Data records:
****************
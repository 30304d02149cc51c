//! ARQ 엔진
//!
//! 연결 하나의 신뢰성 전송 상태(송신 윈도우, 수신 버퍼, 재조립기)를 묶는다.
//! 모든 입력(애플리케이션 송신, 수신 패킷, 타이머 만료)은 `&mut self`로 한 번에
//! 하나씩 처리되며, 출력은 두 개의 큐로 나간다.
//!
//! - [`ArqEngine::poll_transmit`]: 네트워크로 내보낼 패킷
//! - [`ArqEngine::poll_event`]: 애플리케이션에 알릴 이벤트
//!
//! ```text
//! Established ─▶ Sending ⇄ Idle ─▶ Draining ─▶ Closed
//!      └──────────────┴──────────────┴────────▶ Failed
//! ```
//!
//! I/O는 하지 않으므로 세션 없이도 두 엔진을 직접 연결해 테스트할 수 있다.

use std::collections::VecDeque;

use tracing::{debug, info, warn};

use crate::chunk::{split_message, Reassembler};
use crate::config::SessionParams;
use crate::packet::{Packet, PacketKind};
use crate::receiver::ReceiveBuffer;
use crate::sender::SendWindow;
use crate::stats::TransportStats;
use crate::timer::{Expiry, ExpirySender};
use crate::{Error, Result};

/// 세션 상태
#[derive(Debug, Clone, Copy, PartialEq, Eq)]
pub enum SessionState {
    /// 핸드쉐이크 직후, 아직 아무것도 보내지 않음
    Established,
    /// 보낼 청크나 미확인 패킷이 있음
    Sending,
    /// 송신할 것이 없음
    Idle,
    /// 종료 요청됨, 남은 패킷 확인 대기
    Draining,
    Closed,
    /// 복구 불가 (흡수 상태)
    Failed,
}

impl SessionState {
    pub fn is_terminal(&self) -> bool {
        matches!(self, SessionState::Closed | SessionState::Failed)
    }
}

/// 애플리케이션 이벤트
#[derive(Debug, Clone, PartialEq, Eq)]
pub enum EngineEvent {
    /// 재조립 완료된 메시지
    MessageDelivered(String),
    /// 세션 실패
    Failed { reason: String },
    /// 정상 종료
    Closed,
}

/// 청크 대기 큐 항목
#[derive(Debug)]
struct PendingChunk {
    payload: String,
    is_final: bool,
}

/// ARQ 엔진
#[derive(Debug)]
pub struct ArqEngine {
    params: SessionParams,
    state: SessionState,

    window: SendWindow,
    receive: ReceiveBuffer,
    reassembler: Reassembler,

    /// 윈도우가 가득 차 대기 중인 청크
    pending: VecDeque<PendingChunk>,

    outbox: VecDeque<Packet>,
    events: VecDeque<EngineEvent>,

    stats: TransportStats,
    violations: u32,
}

impl ArqEngine {
    pub fn new(params: SessionParams, expiry_tx: ExpirySender) -> Self {
        Self {
            window: SendWindow::new(&params, expiry_tx),
            receive: ReceiveBuffer::new(&params),
            reassembler: Reassembler::new(),
            params,
            state: SessionState::Established,
            pending: VecDeque::new(),
            outbox: VecDeque::new(),
            events: VecDeque::new(),
            stats: TransportStats::new(),
            violations: 0,
        }
    }

    pub fn params(&self) -> &SessionParams {
        &self.params
    }

    pub fn state(&self) -> SessionState {
        self.state
    }

    pub fn stats(&self) -> &TransportStats {
        &self.stats
    }

    pub fn stats_mut(&mut self) -> &mut TransportStats {
        &mut self.stats
    }

    /// 송신 윈도우
    pub fn window(&self) -> &SendWindow {
        &self.window
    }

    /// 윈도우에 들어가지 못하고 대기 중인 청크 수
    pub fn queued_chunks(&self) -> usize {
        self.pending.len()
    }

    /// 보낼 청크도 미확인 패킷도 없음
    pub fn is_drained(&self) -> bool {
        self.pending.is_empty() && self.window.is_empty()
    }

    /// 애플리케이션 메시지 송신
    ///
    /// 청크로 분할해 큐에 넣고 윈도우가 허용하는 만큼 바로 전송한다.
    pub fn send_message(&mut self, message: &str) -> Result<()> {
        match self.state {
            SessionState::Failed => return Err(Error::SessionFailed),
            SessionState::Closed | SessionState::Draining => return Err(Error::ConnectionClosed),
            _ => {}
        }
        if message.is_empty() {
            return Err(Error::MessageTooShort { len: 0, min: 1 });
        }

        let chunks = split_message(message, self.params.chunk_size);
        let last = chunks.len() - 1;
        self.pending
            .extend(chunks.into_iter().enumerate().map(|(i, payload)| PendingChunk {
                payload,
                is_final: i == last,
            }));
        self.stats.messages_sent += 1;
        self.state = SessionState::Sending;

        debug!(
            "메시지 큐 추가: {} chunks (queued {})",
            last + 1,
            self.pending.len()
        );
        self.pump()
    }

    /// 수신 패킷 처리
    pub fn handle_packet(&mut self, packet: Packet) -> Result<()> {
        if self.state.is_terminal() {
            return Ok(());
        }

        debug!("RECV {}", packet);
        self.stats.record_received(&packet);

        match packet.kind() {
            PacketKind::Data => self.on_data(packet),
            PacketKind::Ack => {
                if self.window.on_ack(packet.sequence()) > 0 {
                    self.pump()?;
                    self.settle();
                }
                Ok(())
            }
            PacketKind::Nack => {
                let Some(code) = packet.error_code() else {
                    return self.handle_violation(format!(
                        "에러 코드 없는 NACK: Seq: {}",
                        packet.sequence()
                    ));
                };
                let result = self.window.on_nack(packet.sequence(), code);
                let retransmits = self.check(result)?;
                self.queue_retransmits(retransmits);
                // GBN NACK는 앞쪽 패킷을 확인하므로 빈 자리가 생길 수 있음
                self.pump()?;
                self.settle();
                Ok(())
            }
        }
    }

    /// 타이머 만료 처리
    pub fn handle_expiry(&mut self, expiry: Expiry) -> Result<()> {
        if self.state.is_terminal() {
            return Ok(());
        }

        let result = self.window.on_timeout(&expiry);
        let retransmits = self.check(result)?;
        if !retransmits.is_empty() {
            warn!(
                "타임아웃 재전송: Seq: {} ({} packets)",
                expiry.sequence,
                retransmits.len()
            );
        }
        self.queue_retransmits(retransmits);
        Ok(())
    }

    /// 프로토콜 위반 기록 (파싱 불가 프레임, 범위 밖 시퀀스 등)
    ///
    /// 위반 횟수가 한도를 넘으면 세션을 실패시킨다.
    pub fn handle_violation(&mut self, reason: impl Into<String>) -> Result<()> {
        if self.state.is_terminal() {
            return Ok(());
        }

        let reason = reason.into();
        self.violations += 1;
        self.stats.protocol_violations += 1;
        warn!("프로토콜 위반 ({}): {}", self.violations, reason);

        if self.violations > self.params.max_protocol_violations {
            let err = Error::TooManyViolations {
                count: self.violations,
            };
            self.fail(&err);
            return Err(err);
        }
        Ok(())
    }

    /// 로컬 종료 요청. 남은 패킷이 모두 확인되면 `Closed`.
    pub fn finish(&mut self) {
        if self.state.is_terminal() {
            return;
        }
        self.state = SessionState::Draining;
        self.settle();
    }

    /// 상대가 FINISH를 보냄
    pub fn peer_finished(&mut self) {
        info!("상대 종료 수신");
        self.finish();
    }

    /// 세션을 실패 상태로
    pub fn abort(&mut self, reason: impl Into<String>) {
        if self.state.is_terminal() {
            return;
        }
        let reason = reason.into();
        warn!("세션 중단: {}", reason);
        self.enter_failed(reason);
    }

    pub fn poll_transmit(&mut self) -> Option<Packet> {
        self.outbox.pop_front()
    }

    pub fn poll_event(&mut self) -> Option<EngineEvent> {
        self.events.pop_front()
    }

    fn on_data(&mut self, packet: Packet) -> Result<()> {
        let outcome = self.receive.on_packet(packet);
        self.stats.checksum_errors = self.receive.checksum_errors();
        self.stats.duplicate_packets = self.receive.duplicates();

        if let Some(reply) = outcome.reply {
            self.transmit(reply, false);
        }

        for chunk in outcome.delivered {
            if let Some(message) = self.reassembler.push(&chunk.payload, chunk.is_final) {
                info!(
                    "메시지 재조립 완료: {} chars (last Seq: {})",
                    message.chars().count(),
                    chunk.sequence
                );
                self.stats.record_delivery(message.len());
                self.events.push_back(EngineEvent::MessageDelivered(message));
            }
        }
        Ok(())
    }

    /// 윈도우가 허용하는 만큼 대기 청크 전송
    fn pump(&mut self) -> Result<()> {
        while self.window.can_send() {
            let Some(chunk) = self.pending.pop_front() else {
                break;
            };
            let packet = self.window.send(chunk.payload, chunk.is_final)?;
            self.transmit(packet, false);
        }
        Ok(())
    }

    /// 송신할 것이 없어졌을 때 상태 전이
    fn settle(&mut self) {
        if !self.is_drained() {
            return;
        }
        match self.state {
            SessionState::Sending => self.state = SessionState::Idle,
            SessionState::Draining => {
                info!("세션 종료: {}", self.stats.summary());
                self.window.clear();
                self.state = SessionState::Closed;
                self.events.push_back(EngineEvent::Closed);
            }
            _ => {}
        }
    }

    fn transmit(&mut self, packet: Packet, retransmission: bool) {
        debug!("SEND {}", packet);
        self.stats.record_sent(&packet, retransmission);
        self.outbox.push_back(packet);
    }

    fn queue_retransmits(&mut self, packets: Vec<Packet>) {
        for packet in packets {
            self.transmit(packet, true);
        }
    }

    /// 치명적 오류면 세션 실패 처리 후 그대로 전파
    fn check<T>(&mut self, result: Result<T>) -> Result<T> {
        if let Err(err) = &result {
            if err.is_fatal() {
                self.fail(err);
            }
        }
        result
    }

    fn fail(&mut self, err: &Error) {
        warn!("세션 실패: {}", err);
        self.enter_failed(err.to_string());
    }

    fn enter_failed(&mut self, reason: String) {
        self.window.clear();
        self.pending.clear();
        self.state = SessionState::Failed;
        self.events.push_back(EngineEvent::Failed { reason });
    }
}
****************
§ DIRECTIONS FOR THIS TASK: Return all lines of the data in which the string "Sending" appears.

§ ANSWER TO THE PROBLEM:
//! Established ─▶ Sending ⇄ Idle ─▶ Draining ─▶ Closed
    Sending,
        self.state = SessionState::Sending;
            SessionState::Sending => self.state = SessionState::Idle,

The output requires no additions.